Sobyanin wrote on Telegram that "More than 200 drones were flying towards the Moscow region" from Wednesday evening until 9 a.m. local time on Thursday. He said ten drones were destroyed as they approached Moscow, a narrower number that shows how much of the attack was handled before the drones reached the city itself.
Russia's Defense Ministry gave a broader overnight count, saying its forces downed at least 375 Ukrainian drones over 18 Russian regions, Crimea, the Black Sea and the Sea of Azov. That figure covers far more than Moscow, but it places the overnight wave in the wider pattern of pressure on Russia's air defenses.
Four Moscow airports
Rosaviatsiya put temporary flight restrictions in place at all four of Moscow's international airports overnight. The same agency also restricted Saratov airport, alongside airports in Nizhny Novgorod, Penza, Samara, Ivanovo, Yaroslavl, Cherepovets and Gelendzhik. For passengers, the practical issue is movement through the system, not the drone count itself: departures, arrivals and connections can all be caught in the same restriction window.

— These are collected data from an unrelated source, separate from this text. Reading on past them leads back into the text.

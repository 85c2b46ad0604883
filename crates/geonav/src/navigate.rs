//! Step-wise transport of a straight track through a solid.

use geonav_math::{Dir3, Point3, Tolerance};
use geonav_solid::{QueryMode, Solid};
use tracing::trace;

/// Outcome of one proposed step.
#[derive(Debug, Clone, Copy, PartialEq)]
pub struct Step {
    /// Distance actually travelled: the proposed step, or less when a
    /// boundary is in the way.
    pub distance: f64,
    /// Whether a boundary cut the step short.
    pub limited: bool,
    /// Whether the step started inside the solid.
    pub from_inside: bool,
    /// Outward normal at the boundary when leaving the solid.
    pub normal: Option<Dir3>,
    /// Safety distance at the start point, when it was computed.
    pub safety: Option<f64>,
}

/// A boundary met while tracing.
#[derive(Debug, Clone, Copy, PartialEq)]
pub enum Boundary {
    /// The track enters the solid.
    Entry {
        /// Distance from the track start.
        distance: f64,
        /// Crossing point.
        point: Point3,
    },
    /// The track leaves the solid.
    Exit {
        /// Distance from the track start.
        distance: f64,
        /// Crossing point.
        point: Point3,
        /// Outward unit normal.
        normal: Option<Dir3>,
    },
}

impl Boundary {
    /// Distance from the track start.
    pub fn distance(&self) -> f64 {
        match *self {
            Boundary::Entry { distance, .. } | Boundary::Exit { distance, .. } => distance,
        }
    }
}

/// Moves tracks through solids one boundary at a time.
#[derive(Debug, Clone, Copy)]
pub struct Navigator {
    tolerance: Tolerance,
    max_crossings: usize,
}

impl Default for Navigator {
    fn default() -> Self {
        Self::new()
    }
}

impl Navigator {
    /// Navigator with the default tolerance.
    pub fn new() -> Self {
        Self {
            tolerance: Tolerance::DEFAULT,
            max_crossings: 64,
        }
    }

    /// Override the distance a track is pushed past each boundary.
    pub fn with_tolerance(mut self, tolerance: Tolerance) -> Self {
        self.tolerance = tolerance;
        self
    }

    /// Cap on the number of crossings a single trace records.
    pub fn with_max_crossings(mut self, max: usize) -> Self {
        self.max_crossings = max;
        self
    }

    /// Try to move `proposed` along `dir` from `point`.
    ///
    /// The safety distance is checked first, so steps that cannot reach a
    /// boundary skip the ray search.
    pub fn step(&self, solid: &dyn Solid, point: &Point3, dir: &Dir3, proposed: f64) -> Step {
        let from_inside = solid.contains(point);
        let (distance, normal, safety) = if from_inside {
            let c = solid.dist_to_out(point, dir, QueryMode::SafetyThenTest, proposed);
            (c.distance, c.normal, c.safety)
        } else {
            let c = solid.dist_to_in(point, dir, QueryMode::SafetyThenTest, proposed);
            (c.distance, None, c.safety)
        };
        let limited = distance <= proposed;
        trace!(
            shape = solid.name(),
            from_inside,
            proposed,
            distance,
            limited,
            "Navigator step"
        );
        Step {
            distance: if limited { distance } else { proposed },
            limited,
            from_inside,
            normal: if limited { normal } else { None },
            safety,
        }
    }

    /// Follow the ray from `origin` along `dir` for at most `max_distance`,
    /// listing every boundary crossing in order.
    pub fn trace(
        &self,
        solid: &dyn Solid,
        origin: &Point3,
        dir: &Dir3,
        max_distance: f64,
    ) -> Vec<Boundary> {
        let push = self.tolerance.linear;
        let mut crossings = Vec::new();
        let mut travelled = 0.0;

        while travelled < max_distance && crossings.len() < self.max_crossings {
            let here = *origin + dir.as_ref() * travelled;
            let step = self.step(solid, &here, dir, max_distance - travelled);
            if !step.limited {
                break;
            }
            let distance = travelled + step.distance;
            let point = *origin + dir.as_ref() * distance;
            crossings.push(if step.from_inside {
                Boundary::Exit {
                    distance,
                    point,
                    normal: step.normal,
                }
            } else {
                Boundary::Entry { distance, point }
            });
            travelled = distance + push;
        }
        trace!(crossings = crossings.len(), "Trace finished");
        crossings
    }
}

In May, Volodymyr Zelenskyy wrote on Telegram that "Our responses to Russia's prolonging of the war and strikes on our cities and communities are completely fair" and that "The Moscow region has Russia's densest concentration of air defenses. But we are getting through." Those comments now read against a week in which Sobyanin said more than 1,200 Ukrainian drones were flying toward Moscow.
1,420 drones this year
As of Thursday, Sobyanin had reported 1,420 Ukrainian drones on approach to Moscow so far this year, including 191 shot down as they approached the city over the previous seven days. Across all of 2025, he had reported 734 drones near Moscow, a separate tally that shows how quickly the count has already moved this year.
The unresolved point is how many of the overnight drones reached Moscow or caused damage. Sobyanin's posts describe the approach and the interceptions, while the transport restrictions show the operational response that followed.